Begin by heating your milk gently in a pot to 150 degrees.

While the milk begins to heat, I sterilize the jars for the yogurt.  Typically I use four 8 oz mason jars.  There is something so French about using glass for one’s yogurt.  Maybe because we have a collection of glass jars from the summer in France.  We ate yogurt just so we could have the jars.  Total side note.  Back to sterilizing glass.  Boil water and carefully pour the water into the jars and let sit while you finish making the yogurt.  One note.  I have never had the glass crack on me.  But add the water with care.  You can run hot tap water over the jars first, or heat the water, but not let it boil.

Back to the milk and the stove.  Remove from heat and cover the pot with a lid and a towel to keep nice and warm.  Hold for 30 minutes.  Remove the towel and lid and let cool down to 115-118 degrees.  Make sure the milk has lowered to under 120 degrees before adding the yogurt or you will kill the live bacteria.  Add the yogurt, stir and pour into sterilized jars (emptying the water prior).
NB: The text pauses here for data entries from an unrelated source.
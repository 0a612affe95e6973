use std::collections::HashMap;

use tuirealm::command::{Cmd, CmdResult};
use tuirealm::event::{Key, KeyEvent, KeyModifiers};
use tuirealm::props::{AttrValue, Attribute, Props};
use tuirealm::ratatui::layout::{Alignment, Constraint, Direction, Layout, Rect};
use tuirealm::ratatui::style::{Modifier, Style};
use tuirealm::ratatui::text::{Line, Span};
use tuirealm::ratatui::widgets::{Block, Borders, Clear, Paragraph};
use tuirealm::{Component, Event, Frame, MockComponent, NoUserEvent, State, StateValue};

use crate::command_palette::{CommandPaletteState, all_commands};
use crate::theme::Theme;
use crate::types::CommandFrequency;
use crate::ui_realm::messages::Msg;

/// Fuzzy command launcher. Query editing and selection movement stay
/// inside the component; only execution and dismissal reach the model.
pub struct CommandPalette {
    props: Props,
    state: CommandPaletteState,
    theme: Theme,
}

impl CommandPalette {
    pub fn new(frequencies: HashMap<String, CommandFrequency>, theme: Theme) -> Self {
        Self {
            props: Props::default(),
            state: CommandPaletteState::new(frequencies),
            theme,
        }
    }

    fn select_relative(&mut self, delta: isize) {
        if self.state.filtered.is_empty() {
            return;
        }
        self.state.move_selection(delta);
    }

    fn apply_query_char(&mut self, ch: char) {
        self.state.query.push(ch);
        self.state.update_query();
    }

    fn apply_backspace(&mut self) {
        self.state.query.pop();
        self.state.update_query();
    }

    fn render_command_name(&self, name: &str, matched_indices: &[usize]) -> Vec<Span<'static>> {
        let mut spans = Vec::new();
        for (index, ch) in name.chars().enumerate() {
            let style = if matched_indices.contains(&index) {
                Style::default()
                    .fg(self.theme.base.accent)
                    .add_modifier(Modifier::BOLD)
            } else {
                Style::default().fg(self.theme.base.text)
            };
            spans.push(Span::styled(ch.to_string(), style));
        }
        spans
    }
}

impl MockComponent for CommandPalette {
    fn view(&mut self, frame: &mut Frame, area: Rect) {
        frame.render_widget(Clear, area);

        let layout = Layout::default()
            .direction(Direction::Vertical)
            .constraints([Constraint::Length(3), Constraint::Min(0)])
            .split(area);

        let search = Paragraph::new(self.state.query.as_str()).block(
            Block::default()
                .borders(Borders::ALL)
                .title(" Search ")
                .border_style(Style::default().fg(self.theme.interactive.focus)),
        );
        frame.render_widget(search, layout[0]);

        if layout[1].height == 0 {
            return;
        }

        if self.state.filtered.is_empty() {
            frame.render_widget(
                Paragraph::new("No matching commands")
                    .alignment(Alignment::Center)
                    .style(Style::default().fg(self.theme.base.text_muted)),
                layout[1],
            );
            return;
        }

        let all_cmds = all_commands();
        let list_height = layout[1].height as usize;
        let total_items = self.state.filtered.len();
        let scroll_offset = if total_items <= list_height {
            0
        } else {
            let half_height = list_height / 2;
            if self.state.selected_index > half_height {
                (self.state.selected_index - half_height).min(total_items - list_height)
            } else {
                0
            }
        };

        for (row_index, ranked) in self
            .state
            .filtered
            .iter()
            .skip(scroll_offset)
            .take(list_height)
            .enumerate()
        {
            let command = &all_cmds[ranked.command_idx];
            let absolute_index = scroll_offset + row_index;
            let is_selected = absolute_index == self.state.selected_index;

            let mut row_spans = Vec::new();
            row_spans.push(Span::styled(
                if is_selected { "▸ " } else { "  " },
                Style::default().fg(self.theme.interactive.focus),
            ));
            row_spans
                .extend(self.render_command_name(command.display_name, &ranked.matched_indices));

            let row_area = Rect {
                x: layout[1].x,
                y: layout[1].y + row_index as u16,
                width: layout[1].width,
                height: 1,
            };

            frame.render_widget(
                Paragraph::new(Line::from(row_spans)).style(if is_selected {
                    Style::default().bg(self.theme.interactive.selected_bg)
                } else {
                    Style::default()
                }),
                row_area,
            );

            if !command.keybinding.is_empty() {
                frame.render_widget(
                    Paragraph::new(command.keybinding)
                        .alignment(Alignment::Right)
                        .style(Style::default().fg(self.theme.base.text_muted)),
                    row_area,
                );
            }
        }
    }

    fn query(&self, attr: Attribute) -> Option<AttrValue> {
        self.props.get(attr)
    }

    fn attr(&mut self, attr: Attribute, value: AttrValue) {
        self.props.set(attr, value);
    }

    fn state(&self) -> State {
        State::One(StateValue::U16(self.state.selected_index as u16))
    }

    fn perform(&mut self, _cmd: Cmd) -> CmdResult {
        CmdResult::None
    }
}

impl Component<Msg, NoUserEvent> for CommandPalette {
    fn on(&mut self, ev: Event<NoUserEvent>) -> Option<Msg> {
        match ev {
            Event::Keyboard(KeyEvent { code: Key::Esc, .. }) => Some(Msg::DismissDialog),
            Event::Keyboard(KeyEvent {
                code: Key::Enter, ..
            }) => self.state.selected_command_id().map(Msg::ExecuteCommand),
            Event::Keyboard(KeyEvent { code: Key::Up, .. }) => {
                self.select_relative(-1);
                None
            }
            Event::Keyboard(KeyEvent {
                code: Key::Down, ..
            }) => {
                self.select_relative(1);
                None
            }
            Event::Keyboard(KeyEvent {
                code: Key::Char('k'),
                modifiers,
            }) if modifiers.contains(KeyModifiers::CONTROL) => {
                self.select_relative(-1);
                None
            }
            Event::Keyboard(KeyEvent {
                code: Key::Char('j'),
                modifiers,
            }) if modifiers.contains(KeyModifiers::CONTROL) => {
                self.select_relative(1);
                None
            }
            Event::Keyboard(KeyEvent {
                code: Key::Backspace,
                ..
            }) => {
                if self.state.query.is_empty() {
                    Some(Msg::DismissDialog)
                } else {
                    self.apply_backspace();
                    None
                }
            }
            Event::Keyboard(KeyEvent {
                code: Key::Char(ch),
                modifiers,
            }) if !modifiers.contains(KeyModifiers::CONTROL)
                && !modifiers.contains(KeyModifiers::ALT) =>
            {
                self.apply_query_char(ch);
                None
            }
            _ => None,
        }
    }
}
Now, this is the key part.  The water bath.  Compliments of Dawn Raburn.  Whenever I have a question of life and health and homemaking, she is my go to resource (after my own mother of course).  She has seen and done it all and seems always ready with an answer.  So, carefully and gently put your glass jars, lids tightly secured, into your container and pour the hottest tap water possible or a mixture of tap water and a little boiled water around the jars, filling with water until just under the rims of the jars.  Now cover and let sit.  I usually put my yogurt in our oven.  Just someplace it won’t be disturbed and that is warm, away from any drafts.

You wait.  For 12 hours.  You can wait less.  8 hours if you like.  But I recommend 12.  Honestly, I forgot the yogurt one night and left it an additional 6.  I don’t recommend that.  It was okay.  Nothing bad happened.  I didn’t get sick and it tasted slightly more sour.  But still held the same smooth creamy consistency.  So, back to the yogurt at hand.  Remove from the water bath and put in the fridge.  That’s it.  You’re done.  Now, enjoy.  Eat and be glad.